=== Aim of the exercise ===
Tally the lines below that include "does" and give only the total.

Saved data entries

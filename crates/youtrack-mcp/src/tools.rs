//! MCP tool implementations.
//!
//! Each method validates its arguments, makes the tracker call and converts
//! the result into a response model. The server module only routes.

use crate::error::{Error, Result};
use crate::models::{
    ActionResponse, ConnectionInfo, CreateIssueParams, ListIssuesParams, McpAttachment,
    McpComment, McpIssue, McpLink, McpProject, McpTag, McpUser, McpWorkItem, UpdateIssueParams,
};
use chrono::NaiveDate;
use std::path::Path;
use std::sync::Arc;
use youtrack::client::IssueTracker;
use youtrack::command::LinkVerb;
use youtrack::domain::{
    DEFAULT_LIST_LIMIT, FieldChanges, IssueFilter, IssueId, IssueUpdate, NewIssue, NewWorkItem,
    validate_issue_id,
};
use youtrack::duration::parse_duration;

/// Tool implementations for the YouTrack MCP server.
pub struct Tools {
    tracker: Arc<dyn IssueTracker>,
    base_url: String,
    default_project: Option<String>,
}

fn issue_id(raw: &str) -> Result<IssueId> {
    validate_issue_id(raw)
        .map(IssueId::new)
        .map_err(|reason| Error::InvalidArgument {
            field: "issue_id",
            value: raw.to_string(),
            reason,
        })
}

fn convert<T, U: From<T>>(items: Vec<T>) -> Vec<U> {
    items.into_iter().map(Into::into).collect()
}

impl Tools {
    /// Create a new Tools instance around a tracker.
    pub fn new(
        tracker: Arc<dyn IssueTracker>,
        base_url: impl Into<String>,
        default_project: Option<String>,
    ) -> Self {
        Self {
            tracker,
            base_url: base_url.into(),
            default_project,
        }
    }

    /// Project used when `create_issue` names none.
    #[must_use]
    pub fn default_project(&self) -> Option<&str> {
        self.default_project.as_deref()
    }

    /// List issues matching a query.
    ///
    /// # Errors
    ///
    /// Returns the tracker error if the search fails.
    pub async fn list_issues(&self, params: ListIssuesParams) -> Result<Vec<McpIssue>> {
        let filter = IssueFilter {
            query: params.query,
            project: params.project,
            limit: params.limit.unwrap_or(DEFAULT_LIST_LIMIT),
            skip: params.skip.unwrap_or(0),
        };
        let issues = self.tracker.list_issues(&filter).await?;
        tracing::debug!(count = issues.len(), "list_issues");
        Ok(convert(issues))
    }

    /// Get one issue.
    ///
    /// # Errors
    ///
    /// Returns an error if the id is malformed or the issue does not exist.
    pub async fn get_issue(&self, id: &str) -> Result<McpIssue> {
        let issue = self.tracker.get_issue(&issue_id(id)?).await?;
        Ok(issue.into())
    }

    /// Create an issue in the given or default project.
    ///
    /// # Errors
    ///
    /// Returns `Error::NoProject` when no project can be determined, or the
    /// tracker error if validation or the request fails.
    pub async fn create_issue(&self, params: CreateIssueParams) -> Result<McpIssue> {
        let project = params
            .project
            .as_deref()
            .or(self.default_project.as_deref())
            .map(str::trim)
            .filter(|p| !p.is_empty())
            .ok_or(Error::NoProject)?
            .to_string();

        let new_issue = NewIssue {
            project,
            summary: params.summary,
            description: params.description,
            fields: FieldChanges {
                state: params.state,
                priority: params.priority,
                assignee: params.assignee,
                issue_type: params.issue_type,
            },
        };

        let issue = self.tracker.create_issue(new_issue).await?;
        tracing::info!(issue = issue.display_id(), "Created issue");
        Ok(issue.into())
    }

    /// Update the provided fields of an issue.
    ///
    /// # Errors
    ///
    /// Returns `Error::InvalidArgument` when nothing would change, or the
    /// tracker error if the request fails.
    pub async fn update_issue(&self, params: UpdateIssueParams) -> Result<McpIssue> {
        let id = issue_id(&params.issue_id)?;
        let update = IssueUpdate {
            summary: params.summary,
            description: params.description,
            fields: FieldChanges {
                state: params.state,
                priority: params.priority,
                assignee: params.assignee,
                issue_type: params.issue_type,
            },
        };
        if update.is_empty() {
            return Err(Error::InvalidArgument {
                field: "update",
                value: params.issue_id,
                reason: "Provide at least one of summary, description, state, priority, assignee, issue_type".to_string(),
            });
        }

        let issue = self.tracker.update_issue(&id, update).await?;
        tracing::info!(issue = issue.display_id(), "Updated issue");
        Ok(issue.into())
    }

    /// Delete an issue.
    ///
    /// # Errors
    ///
    /// Returns the tracker error if the issue cannot be deleted.
    pub async fn delete_issue(&self, id: &str) -> Result<ActionResponse> {
        let id = issue_id(id)?;
        self.tracker.delete_issue(&id).await?;
        tracing::info!(issue = %id, "Deleted issue");
        Ok(ActionResponse {
            message: format!("Deleted issue {id}"),
            issue_id: id.0,
        })
    }

    /// Apply a command and return the issue as it is afterwards.
    ///
    /// # Errors
    ///
    /// Returns the tracker error if the command is rejected.
    pub async fn apply_command(
        &self,
        id: &str,
        command: &str,
        comment: Option<&str>,
    ) -> Result<McpIssue> {
        let id = issue_id(id)?;
        if command.trim().is_empty() {
            return Err(Error::InvalidArgument {
                field: "command",
                value: command.to_string(),
                reason: "Command cannot be empty".to_string(),
            });
        }
        self.tracker
            .apply_command(&id, command.trim(), comment)
            .await?;
        Ok(self.tracker.get_issue(&id).await?.into())
    }

    /// Tag an issue.
    ///
    /// # Errors
    ///
    /// Returns the tracker error if tagging fails.
    pub async fn add_tag(&self, id: &str, tag: &str) -> Result<McpIssue> {
        Ok(self.tracker.add_tag(&issue_id(id)?, tag).await?.into())
    }

    /// Remove a tag from an issue.
    ///
    /// # Errors
    ///
    /// Returns the tracker error if untagging fails.
    pub async fn remove_tag(&self, id: &str, tag: &str) -> Result<McpIssue> {
        Ok(self.tracker.remove_tag(&issue_id(id)?, tag).await?.into())
    }

    /// List tags visible to the token's owner.
    ///
    /// # Errors
    ///
    /// Returns the tracker error if the request fails.
    pub async fn list_tags(&self) -> Result<Vec<McpTag>> {
        Ok(convert(self.tracker.list_tags().await?))
    }

    /// Comment on an issue.
    ///
    /// # Errors
    ///
    /// Returns the tracker error if the comment is rejected.
    pub async fn add_comment(&self, id: &str, text: &str) -> Result<McpComment> {
        Ok(self.tracker.add_comment(&issue_id(id)?, text).await?.into())
    }

    /// List the comments of an issue.
    ///
    /// # Errors
    ///
    /// Returns the tracker error if the request fails.
    pub async fn list_comments(&self, id: &str) -> Result<Vec<McpComment>> {
        Ok(convert(self.tracker.list_comments(&issue_id(id)?).await?))
    }

    /// List the links of an issue.
    ///
    /// # Errors
    ///
    /// Returns the tracker error if the request fails.
    pub async fn list_links(&self, id: &str) -> Result<Vec<McpLink>> {
        Ok(convert(self.tracker.list_links(&issue_id(id)?).await?))
    }

    /// Link two issues.
    ///
    /// # Errors
    ///
    /// Returns an error for an unknown verb or when the tracker rejects the link.
    pub async fn link_issues(&self, id: &str, link: &str, target: &str) -> Result<ActionResponse> {
        let source = issue_id(id)?;
        let target = issue_id(target)?;
        let verb: LinkVerb = link.parse()?;

        self.tracker.link_issues(&source, verb, &target).await?;
        tracing::info!(source = %source, verb = verb.as_str(), target = %target, "Linked issues");
        Ok(ActionResponse {
            message: format!("{source} {verb} {target}"),
            issue_id: source.0,
        })
    }

    /// List the work items of an issue.
    ///
    /// # Errors
    ///
    /// Returns the tracker error if the request fails.
    pub async fn list_work_items(&self, id: &str) -> Result<Vec<McpWorkItem>> {
        Ok(convert(self.tracker.list_work_items(&issue_id(id)?).await?))
    }

    /// Log time against an issue.
    ///
    /// # Errors
    ///
    /// Returns an error for an unparsable duration or date, or the tracker
    /// error if the work item is rejected.
    pub async fn add_work_item(
        &self,
        id: &str,
        duration: &str,
        text: Option<String>,
        date: Option<&str>,
        work_type: Option<String>,
    ) -> Result<McpWorkItem> {
        let id = issue_id(id)?;
        let minutes = parse_duration(duration)?;
        let date = date
            .map(str::trim)
            .filter(|d| !d.is_empty())
            .map(|d| {
                NaiveDate::parse_from_str(d, "%Y-%m-%d").map_err(|_| Error::InvalidArgument {
                    field: "date",
                    value: d.to_string(),
                    reason: "Expected YYYY-MM-DD".to_string(),
                })
            })
            .transpose()?;

        let item = NewWorkItem {
            minutes,
            text,
            date,
            work_type,
        };
        let created = self.tracker.add_work_item(&id, item).await?;
        tracing::info!(issue = %id, minutes, "Logged work");
        Ok(created.into())
    }

    /// List the attachments of an issue.
    ///
    /// # Errors
    ///
    /// Returns the tracker error if the request fails.
    pub async fn list_attachments(&self, id: &str) -> Result<Vec<McpAttachment>> {
        Ok(convert(self.tracker.list_attachments(&issue_id(id)?).await?))
    }

    /// Upload a local file to an issue.
    ///
    /// # Errors
    ///
    /// Returns `Error::InvalidArgument` if the file does not exist, or the
    /// tracker error if the upload fails.
    pub async fn upload_attachment(&self, id: &str, path: &str) -> Result<Vec<McpAttachment>> {
        let id = issue_id(id)?;
        let file = Path::new(path);
        if !tokio::fs::try_exists(file).await.unwrap_or(false) {
            return Err(Error::InvalidArgument {
                field: "path",
                value: path.to_string(),
                reason: "File not found".to_string(),
            });
        }
        Ok(convert(self.tracker.upload_attachment(&id, file).await?))
    }

    /// List projects.
    ///
    /// # Errors
    ///
    /// Returns the tracker error if the request fails.
    pub async fn list_projects(&self, limit: Option<usize>) -> Result<Vec<McpProject>> {
        let limit = limit.unwrap_or(DEFAULT_LIST_LIMIT);
        Ok(convert(self.tracker.list_projects(limit).await?))
    }

    /// Get one project by short name, name or id.
    ///
    /// # Errors
    ///
    /// Returns the tracker error if the project does not exist.
    pub async fn get_project(&self, project: &str) -> Result<McpProject> {
        Ok(self.tracker.get_project(project).await?.into())
    }

    /// List users.
    ///
    /// # Errors
    ///
    /// Returns the tracker error if the request fails.
    pub async fn list_users(
        &self,
        query: Option<&str>,
        limit: Option<usize>,
    ) -> Result<Vec<McpUser>> {
        let limit = limit.unwrap_or(DEFAULT_LIST_LIMIT);
        Ok(convert(self.tracker.list_users(query, limit).await?))
    }

    /// Get one user by login or id.
    ///
    /// # Errors
    ///
    /// Returns the tracker error if the user does not exist.
    pub async fn get_user(&self, user: &str) -> Result<McpUser> {
        Ok(self.tracker.get_user(user).await?.into())
    }

    /// The user the token belongs to.
    ///
    /// # Errors
    ///
    /// Returns the tracker error if the token is rejected.
    pub async fn current_user(&self) -> Result<McpUser> {
        Ok(self.tracker.current_user().await?.into())
    }

    /// Server, default project and account in use.
    ///
    /// # Errors
    ///
    /// Returns the tracker error if the server cannot be reached or the
    /// token is rejected.
    pub async fn connection_info(&self) -> Result<ConnectionInfo> {
        let user = self.current_user().await?;
        Ok(ConnectionInfo {
            base_url: self.base_url.clone(),
            default_project: self.default_project.clone(),
            user,
        })
    }
}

=== Result of the task ===
4